Chapter 16: Resurrection
“And now here I am!—feeling separate but boundless, inextricably connected to everything around me, that I am one expression of everything that is. I am happy. So alive! As if I have just been born. As if a shroud has been whisked away from my body, from my feelings and senses, so that everything touches me. The shimmy of light from the window across my skin, a drop of water on my tongue, the notes of a song swirling in my ears—all fill me with a sense of awe. So aware of my feelings—of joy, laughter, anger; so aware of my body—of sexual longings, hunger, touch, as if every nerve in my body has opened up simultaneously like flowers to receive the sunlight, to receive the world.”
Chapter 20: Garden of Eden or the Devil’s First Supper
”I think Jake’s family is not here, but he points them out atop a long hill, clustered around tables aligned under a series of trees, as if even though it is dark, cloudy, they require this added protection from the sun since it is antithetical to their beings. As we walk slowly up the hill, I am filled with a sense of portent—the trees above the family are wild with the wind. So cold and dark here. I must follow Jake, but how can I turn back time and avert this catastrophic moment that threatens all mankind?

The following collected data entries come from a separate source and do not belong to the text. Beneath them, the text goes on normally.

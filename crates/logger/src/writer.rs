//! `MakeWriter` glue for the diode handle.

use tracing_subscriber::fmt::MakeWriter;
use weir_diode::NonBlocking;

/// Hands each formatted event a clone of the non-blocking producer handle.
pub(crate) struct EventWriter(pub(crate) NonBlocking);

impl<'a> MakeWriter<'a> for EventWriter {
    type Writer = NonBlocking;

    fn make_writer(&'a self) -> Self::Writer {
        self.0.clone()
    }
}
//! Error types for logger setup.

use thiserror::Error;

/// Errors raised while assembling or installing the logging stack.
#[derive(Debug, Error)]
pub enum Error {
    /// Building a diode writer failed.
    #[error(transparent)]
    Diode(#[from] weir_diode::Error),

    /// The rolling file appender rejected its configuration.
    #[error("failed to initialize rolling file appender: {0}")]
    Appender(#[from] tracing_appender::rolling::InitError),

    /// A global subscriber was already installed.
    #[error("failed to install global subscriber: {0}")]
    InstallSubscriber(#[from] tracing::subscriber::SetGlobalDefaultError),
}

/// Result type alias
pub type Result<T> = std::result::Result<T, Error>;
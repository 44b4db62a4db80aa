//! Subscriber assembly: fmt layers writing through diode-backed writers.

use crate::config::{Encoding, LoggerConfig};
use crate::error::Result;
use crate::writer::EventWriter;
use std::io;
use std::sync::Arc;
use std::sync::atomic::{AtomicU64, Ordering};
use tracing::Subscriber;
use tracing_appender::rolling::RollingFileAppender;
use tracing_subscriber::layer::SubscriberExt;
use tracing_subscriber::{fmt, registry};
use weir_diode::{IoSink, NonBlockingBuilder, PumpGuard};

/// Keeps the background pumps alive and tracks records lost to overload.
///
/// Dropping the guard drains and closes every writer; events logged after
/// that go nowhere.
pub struct LoggerGuard {
    pumps: Vec<PumpGuard>,
    dropped: Arc<AtomicU64>,
}

impl LoggerGuard {
    /// Cumulative number of records dropped across all outputs.
    #[must_use]
    pub fn dropped(&self) -> u64 {
        self.dropped.load(Ordering::Relaxed)
    }

    /// Drain pending records, stop the pumps, and close the sinks.
    ///
    /// Idempotent, like the pump guards it owns.
    ///
    /// # Errors
    ///
    /// The first pump or sink close failure, if any.
    pub fn close(&self) -> Result<()> {
        for pump in &self.pumps {
            pump.close()?;
        }
        Ok(())
    }
}

impl LoggerConfig {
    /// Build the subscriber and install it as the global default.
    ///
    /// # Errors
    ///
    /// Configuration errors from the diode or the file appender, or
    /// [`Error::InstallSubscriber`](crate::Error::InstallSubscriber) if a
    /// global subscriber is already set.
    pub fn init(self) -> Result<LoggerGuard> {
        let (subscriber, guard) = self.subscriber()?;
        tracing::subscriber::set_global_default(subscriber)?;
        Ok(guard)
    }

    /// Build the subscriber without installing it, for callers composing
    /// their own registry or scoping it with `with_default`.
    ///
    /// # Errors
    ///
    /// Configuration errors from the diode or the file appender.
    pub fn subscriber(self) -> Result<(impl Subscriber + Send + Sync + 'static, LoggerGuard)> {
        let dropped = Arc::new(AtomicU64::new(0));
        let mut pumps = Vec::new();

        let file_writer = if matches!(self.encoding, Encoding::Json | Encoding::All) {
            let mut builder = RollingFileAppender::builder()
                .rotation(self.rotation.clone())
                .filename_prefix(self.file_prefix.as_str());
            if let Some(max) = self.max_log_files {
                builder = builder.max_log_files(max);
            }
            let appender = builder.build(&self.directory)?;
            let (writer, pump) = self.diode(&dropped).finish(IoSink::new(appender))?;
            pumps.push(pump);
            Some(writer)
        } else {
            None
        };

        let console_writer = if matches!(self.encoding, Encoding::Console | Encoding::All) {
            let (writer, pump) = self.diode(&dropped).finish(IoSink::new(io::stdout()))?;
            pumps.push(pump);
            Some(writer)
        } else {
            None
        };

        let file_layer =
            file_writer.map(|writer| fmt::layer().json().with_writer(EventWriter(writer)));
        let console_layer = console_writer.map(|writer| fmt::layer().with_writer(EventWriter(writer)));

        let subscriber = registry()
            .with(self.level)
            .with(file_layer)
            .with(console_layer);
        Ok((subscriber, LoggerGuard { pumps, dropped }))
    }

    fn diode(&self, dropped: &Arc<AtomicU64>) -> NonBlockingBuilder {
        let counter = Arc::clone(dropped);
        NonBlockingBuilder::new()
            .capacity(self.capacity)
            .poll_interval(self.poll_interval)
            .thread_name(format!("weir-log-{}", self.file_prefix))
            .on_full_drop(move |missed| {
                counter.fetch_add(missed, Ordering::Relaxed);
            })
    }
}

Jake’s mother greets us with chicken, wants us to take, eat, in remembrance of . . .
I say, ‘I’m not hungry.’
I do not let the children eat, but instead gather them to me, and say, ‘I’m leaving. It’s too cold here—the children have no jackets, no protection.’
I rush them down the hill, avoiding disaster, the Event, and Jake comes running after us.”

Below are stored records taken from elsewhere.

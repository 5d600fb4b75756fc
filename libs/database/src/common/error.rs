use std::path::PathBuf;

/// Unified error type for record store operations
#[derive(Debug, thiserror::Error)]
pub enum StoreError {
    /// Reading or writing the backing storage failed
    #[error("I/O error on '{path}': {source}")]
    Io {
        path: PathBuf,
        #[source]
        source: std::io::Error,
    },

    /// Persisted content is not a JSON array of objects
    #[error("Corrupt collection '{collection}': {details}")]
    Corrupt { collection: String, details: String },

    /// A value could not be converted to or from a record
    #[error("Serialization error: {0}")]
    Serialization(#[from] serde_json::Error),

    /// Configuration error
    #[error("Configuration error: {0}")]
    Config(String),
}

impl StoreError {
    pub(crate) fn io(path: impl Into<PathBuf>, source: std::io::Error) -> Self {
        Self::Io {
            path: path.into(),
            source,
        }
    }
}

/// Result type alias for store operations
pub type StoreResult<T> = Result<T, StoreError>;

Chapter 24: Return to the Womb, with Emergency Exit
”The knob turns—someone is at the door. I must not be seen. I hold my breath, stand behind the door. A woman enters, gazes around the room, looks at me and raises her eyebrows, but says nothing. She undresses, crawls into bed, places her hands on her chest, and shuts her eyes, does not move. I cannot even see her breathe. She is a living corpse, her face a skull, her arms so thin they are merely bone.

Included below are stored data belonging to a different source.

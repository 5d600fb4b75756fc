//! Field checks for product payloads and normalization of paging parameters.
//!
//! The rules live on `ProductPayload` as `validator` attributes. Every field
//! is checked on each call, so a single response lists every defective field.

use std::collections::BTreeMap;

use serde_json::Value;
use validator::{Validate, ValidationError, ValidationErrors};

use crate::models::{NewProduct, ProductPayload};

pub const DEFAULT_PAGE: u32 = 1;
pub const DEFAULT_LIMIT: u32 = 10;
pub const MAX_LIMIT: u32 = 100;

const MIN_NAME_LEN: usize = 3;
const MIN_SKU_LEN: usize = 5;

/// Field name → human readable message
pub type FieldErrors = BTreeMap<String, String>;

#[derive(Debug, Clone, PartialEq, Eq)]
pub struct ValidationOutcome {
    pub valid: bool,
    pub errors: FieldErrors,
}

/// Validate a product payload without normalizing it.
pub fn validate_product(payload: &ProductPayload) -> ValidationOutcome {
    match payload.validate() {
        Ok(()) => ValidationOutcome {
            valid: true,
            errors: FieldErrors::new(),
        },
        Err(e) => ValidationOutcome {
            valid: false,
            errors: field_errors(&e),
        },
    }
}

/// Validate a payload and, if every field passes, return it normalized:
/// strings trimmed, `price` parsed as a float, `stock` truncated to an integer.
pub fn parse_product(payload: &ProductPayload) -> Result<NewProduct, FieldErrors> {
    payload.validate().map_err(|e| field_errors(&e))?;

    let text = |value: &Option<String>| {
        value
            .as_deref()
            .map(str::trim)
            .unwrap_or_default()
            .to_string()
    };

    Ok(NewProduct {
        name: text(&payload.name),
        sku: text(&payload.sku),
        price: payload.price.as_ref().and_then(parse_number).unwrap_or_default(),
        stock: payload.stock.as_ref().and_then(parse_integer).unwrap_or_default(),
        category: text(&payload.category),
        description: text(&payload.description),
    })
}

/// First message per field
fn field_errors(errors: &ValidationErrors) -> FieldErrors {
    errors
        .field_errors()
        .iter()
        .filter_map(|(field, errors)| {
            let error = errors.first()?;
            let message = error
                .message
                .as_ref()
                .map(|m| m.to_string())
                .unwrap_or_else(|| error.code.to_string());
            Some((field.to_string(), message))
        })
        .collect()
}

fn invalid(code: &'static str, message: String) -> ValidationError {
    ValidationError::new(code).with_message(message.into())
}

fn text_rule(value: &str, label: &str, min: usize) -> Result<(), ValidationError> {
    let trimmed = value.trim();
    if trimmed.is_empty() {
        return Err(invalid("required", format!("{} is required", label)));
    }
    if trimmed.chars().count() < min {
        return Err(invalid(
            "length",
            format!("{} must be at least {} characters long", label, min),
        ));
    }
    Ok(())
}

pub(crate) fn check_name(value: &str) -> Result<(), ValidationError> {
    text_rule(value, "Name", MIN_NAME_LEN)
}

pub(crate) fn check_sku(value: &str) -> Result<(), ValidationError> {
    text_rule(value, "SKU", MIN_SKU_LEN)
}

pub(crate) fn check_category(value: &str) -> Result<(), ValidationError> {
    text_rule(value, "Category", 1)
}

pub(crate) fn check_price(value: &Value) -> Result<(), ValidationError> {
    match parse_number(value) {
        None => Err(invalid("number", "Price must be a valid number".to_string())),
        Some(price) if price <= 0.0 => {
            Err(invalid("range", "Price must be greater than 0".to_string()))
        }
        Some(_) => Ok(()),
    }
}

pub(crate) fn check_stock(value: &Value) -> Result<(), ValidationError> {
    match parse_integer(value) {
        None => Err(invalid("number", "Stock must be a valid number".to_string())),
        Some(stock) if stock < 0 => Err(invalid(
            "range",
            "Stock must be greater than or equal to 0".to_string(),
        )),
        Some(_) => Ok(()),
    }
}

/// A finite number from a JSON number, or the longest numeric prefix of a
/// string (`"10abc"` → 10, `" 2.5e1x"` → 25).
pub fn parse_number(value: &Value) -> Option<f64> {
    let number = match value {
        Value::Number(n) => n.as_f64(),
        Value::String(s) => leading_float(s),
        _ => None,
    }?;
    number.is_finite().then_some(number)
}

/// An integer from a JSON number or the leading decimal digits of a string
/// (`"1e3"` → 1, `"4.5"` → 4). Fractional numbers truncate toward zero.
pub fn parse_integer(value: &Value) -> Option<i64> {
    match value {
        Value::Number(n) => n.as_i64().or_else(|| {
            // Out-of-range values saturate.
            n.as_f64()
                .filter(|f| f.is_finite())
                .map(|f| f.trunc() as i64)
        }),
        Value::String(s) => leading_integer(s),
        _ => None,
    }
}

/// Normalized paging parameters
#[derive(Debug, Clone, Copy, PartialEq, Eq)]
pub struct Pagination {
    pub page: u32,
    pub limit: u32,
}

impl Pagination {
    /// Index of the first item on this page
    pub fn offset(&self) -> usize {
        (self.page as usize).saturating_sub(1).saturating_mul(self.limit as usize)
    }
}

impl Default for Pagination {
    fn default() -> Self {
        Self {
            page: DEFAULT_PAGE,
            limit: DEFAULT_LIMIT,
        }
    }
}

/// Parse raw `page` / `limit` query values.
///
/// Missing, unparsable or zero values fall back to the defaults; `page` is at
/// least 1 and `limit` is clamped to `1..=100`.
pub fn validate_pagination(page: Option<&str>, limit: Option<&str>) -> Pagination {
    let positive = |raw: &str| leading_integer(raw).filter(|n| *n != 0);
    let page = page.and_then(positive).unwrap_or(i64::from(DEFAULT_PAGE));
    let limit = limit.and_then(positive).unwrap_or(i64::from(DEFAULT_LIMIT));

    Pagination {
        page: page.clamp(1, i64::from(u32::MAX)) as u32,
        limit: limit.clamp(1, i64::from(MAX_LIMIT)) as u32,
    }
}

fn digit_count(bytes: &[u8]) -> usize {
    bytes.iter().take_while(|b| b.is_ascii_digit()).count()
}

/// Leading decimal integer of `raw` (`"12abc"` → 12), ignoring leading
/// whitespace. Overflow saturates.
fn leading_integer(raw: &str) -> Option<i64> {
    let raw = raw.trim_start();
    let (negative, digits) = match raw.as_bytes().first() {
        Some(b'-') => (true, &raw[1..]),
        Some(b'+') => (false, &raw[1..]),
        _ => (false, raw),
    };
    let end = digit_count(digits.as_bytes());

    let magnitude = match digits[..end].parse::<i64>() {
        Ok(n) => n,
        Err(e) if matches!(e.kind(), std::num::IntErrorKind::PosOverflow) => i64::MAX,
        Err(_) => return None,
    };
    Some(if negative { -magnitude } else { magnitude })
}

/// Longest prefix of `raw` that reads as a decimal float, with optional sign,
/// fraction and exponent. Leading whitespace is skipped.
fn leading_float(raw: &str) -> Option<f64> {
    let raw = raw.trim_start();
    let bytes = raw.as_bytes();

    let mut end = usize::from(matches!(bytes.first(), Some(b'+' | b'-')));
    let int_digits = digit_count(&bytes[end..]);
    end += int_digits;

    let mut frac_digits = 0;
    if bytes.get(end) == Some(&b'.') {
        frac_digits = digit_count(&bytes[end + 1..]);
        if frac_digits > 0 {
            end += 1 + frac_digits;
        }
    }
    if int_digits + frac_digits == 0 {
        return None;
    }

    if matches!(bytes.get(end), Some(b'e' | b'E')) {
        let mut exp = end + 1;
        if matches!(bytes.get(exp), Some(b'+' | b'-')) {
            exp += 1;
        }
        let exp_digits = digit_count(&bytes[exp..]);
        if exp_digits > 0 {
            end = exp + exp_digits;
        }
    }

    raw[..end].parse::<f64>().ok()
}

#[cfg(test)]
mod tests {
    use super::*;
    use serde_json::json;

    fn payload(value: Value) -> ProductPayload {
        serde_json::from_value(value).unwrap()
    }

    fn valid() -> Value {
        json!({
            "name": "Standing Desk",
            "sku": "DESK-001",
            "price": 499.9,
            "stock": 12,
            "category": "Furniture"
        })
    }

    #[test]
    fn test_valid_product() {
        let outcome = validate_product(&payload(valid()));
        assert!(outcome.valid);
        assert!(outcome.errors.is_empty());
    }

    #[test]
    fn test_short_name_is_the_only_error() {
        let outcome = validate_product(&payload(json!({
            "name": "ab",
            "sku": "12345",
            "price": 10,
            "stock": 0,
            "category": "x"
        })));

        assert!(!outcome.valid);
        assert_eq!(outcome.errors.len(), 1);
        assert_eq!(
            outcome.errors["name"],
            "Name must be at least 3 characters long"
        );
    }

    #[test]
    fn test_empty_payload_reports_every_field() {
        let outcome = validate_product(&ProductPayload::default());

        assert_eq!(outcome.errors["name"], "Name is required");
        assert_eq!(outcome.errors["sku"], "SKU is required");
        assert_eq!(outcome.errors["price"], "Price is required");
        assert_eq!(outcome.errors["stock"], "Stock is required");
        assert_eq!(outcome.errors["category"], "Category is required");
    }

    #[test]
    fn test_blank_strings_are_missing() {
        let outcome = validate_product(&payload(json!({
            "name": "   ",
            "sku": " ",
            "price": 1,
            "stock": 1,
            "category": "\t"
        })));

        assert_eq!(outcome.errors["name"], "Name is required");
        assert_eq!(outcome.errors["sku"], "SKU is required");
        assert_eq!(outcome.errors["category"], "Category is required");
    }

    #[test]
    fn test_length_is_measured_after_trimming() {
        let outcome = validate_product(&payload(json!({
            "name": "  ab  ",
            "sku": "  abcd  ",
            "price": 1,
            "stock": 1,
            "category": "x"
        })));

        assert_eq!(
            outcome.errors["sku"],
            "SKU must be at least 5 characters long"
        );
        assert!(outcome.errors.contains_key("name"));
    }

    #[test]
    fn test_price_rules() {
        let mut body = valid();
        body["price"] = json!("abc");
        assert_eq!(
            validate_product(&payload(body.clone())).errors["price"],
            "Price must be a valid number"
        );

        body["price"] = json!(0);
        assert_eq!(
            validate_product(&payload(body.clone())).errors["price"],
            "Price must be greater than 0"
        );

        body["price"] = json!(true);
        assert_eq!(
            validate_product(&payload(body.clone())).errors["price"],
            "Price must be a valid number"
        );

        body["price"] = json!(" 10.5 ");
        assert!(validate_product(&payload(body)).valid);
    }

    #[test]
    fn test_stock_rules() {
        let mut body = valid();
        body["stock"] = json!(-1);
        assert_eq!(
            validate_product(&payload(body.clone())).errors["stock"],
            "Stock must be greater than or equal to 0"
        );

        body["stock"] = json!("many");
        assert_eq!(
            validate_product(&payload(body.clone())).errors["stock"],
            "Stock must be a valid number"
        );

        body["stock"] = json!(" 7 ");
        assert!(validate_product(&payload(body)).valid);
    }

    #[test]
    fn test_parse_product_normalizes() {
        let product = parse_product(&payload(json!({
            "name": "  Standing Desk ",
            "sku": " DESK-001 ",
            "price": "499.90",
            "stock": 5.9,
            "category": " Furniture ",
            "description": "  Oak top  "
        })))
        .unwrap();

        assert_eq!(product.name, "Standing Desk");
        assert_eq!(product.sku, "DESK-001");
        assert_eq!(product.price, 499.9);
        assert_eq!(product.stock, 5);
        assert_eq!(product.category, "Furniture");
        assert_eq!(product.description, "Oak top");
    }

    #[test]
    fn test_parse_product_defaults_description() {
        let product = parse_product(&payload(valid())).unwrap();
        assert_eq!(product.description, "");
    }

    #[test]
    fn test_parse_integer() {
        assert_eq!(parse_integer(&json!(3)), Some(3));
        assert_eq!(parse_integer(&json!(-2.7)), Some(-2));
        assert_eq!(parse_integer(&json!("42")), Some(42));
        assert_eq!(parse_integer(&json!("4.5")), Some(4));
        assert_eq!(parse_integer(&json!("NaN")), None);
        assert_eq!(parse_integer(&json!(null)), None);
    }

    #[test]
    fn test_numeric_strings_read_leading_prefix() {
        assert_eq!(parse_number(&json!("10abc")), Some(10.0));
        assert_eq!(parse_number(&json!(" 2.5e1x")), Some(25.0));
        assert_eq!(parse_number(&json!("1e")), Some(1.0));
        assert_eq!(parse_number(&json!(".5")), Some(0.5));
        assert_eq!(parse_number(&json!("-3.")), Some(-3.0));
        assert_eq!(parse_number(&json!("e5")), None);
        assert_eq!(parse_number(&json!("-")), None);
        assert_eq!(parse_number(&json!("")), None);

        assert_eq!(parse_integer(&json!("1e3")), Some(1));
        assert_eq!(parse_integer(&json!("10abc")), Some(10));
        assert_eq!(parse_integer(&json!("  -4.9")), Some(-4));
        assert_eq!(parse_integer(&json!("0")), Some(0));
        assert_eq!(parse_integer(&json!("abc")), None);
    }

    #[test]
    fn test_prefixed_numbers_pass_and_normalize() {
        let mut body = valid();
        body["price"] = json!("10abc");
        body["stock"] = json!("1e3");

        assert!(validate_product(&payload(body.clone())).valid);
        let product = parse_product(&payload(body)).unwrap();
        assert_eq!(product.price, 10.0);
        assert_eq!(product.stock, 1);
    }

    #[test]
    fn test_null_numbers_are_missing() {
        let mut body = valid();
        body["price"] = Value::Null;
        body["stock"] = Value::Null;

        let errors = validate_product(&payload(body)).errors;
        assert_eq!(errors["price"], "Price is required");
        assert_eq!(errors["stock"], "Stock is required");
    }

    #[test]
    fn test_pagination_defaults_and_clamps() {
        assert_eq!(validate_pagination(None, None), Pagination { page: 1, limit: 10 });
        assert_eq!(
            validate_pagination(Some("0"), Some("500")),
            Pagination { page: 1, limit: 100 }
        );
        assert_eq!(
            validate_pagination(Some("abc"), Some("-5")),
            Pagination { page: 1, limit: 1 }
        );
        assert_eq!(
            validate_pagination(Some("-3"), Some("0")),
            Pagination { page: 1, limit: 10 }
        );
        assert_eq!(
            validate_pagination(Some(" 3"), Some("25items")),
            Pagination { page: 3, limit: 25 }
        );
    }

    #[test]
    fn test_pagination_offset() {
        assert_eq!(Pagination { page: 3, limit: 10 }.offset(), 20);
        assert_eq!(Pagination::default().offset(), 0);
    }
}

Why is she lying in Sam’s bed? Am I meant to imitate her? Is she demonstrating what to do? The plan: I must pretend to be dead, and then I will be taken from here on a bier, taken to Sam. I crawl under the covers, arrange them so my clothes do not show, only my head protrudes. I, too, place my hands over my heart, pretend I lie in a casket or on my deathbed, do not move, take shallow breaths. Someone is at the door. My eyes are shut. I do not breathe.”
“In the main hall I see a door I have not noticed before: Emergency Exit: Do Not Open, and I think it is my door, only I am to open it. But it is not an emergency, and I am to do the opposite of the signs. I reach out and push the door, will simply walk out to meet him. As I push, there is an ear-shattering buzz, a siren, and I stand back in astonishment. People are running toward me, and someone is yelling, ‘Turn off the buzzer!’”
”Another night passes. It is morning, and Sam finally comes.
He shakes my hand, shakes it again, twice I feel him squeeze, and it is as if he pulls me through time, through the haze, and then we are walking to another room. Inside, the chairs are strangely skewed, as if the room has tipped, pushing the chairs into tight concentric circles around the window, through which the sun shines. We are in the audience of God, Sam and me in an empty room, the halls full of people who cannot follow us, as in my dream. As we sit here, I cannot tell which shines brighter, Sam or the sun, or are they the same, shining on each side of me? I cannot look at him for long—he is too bright.”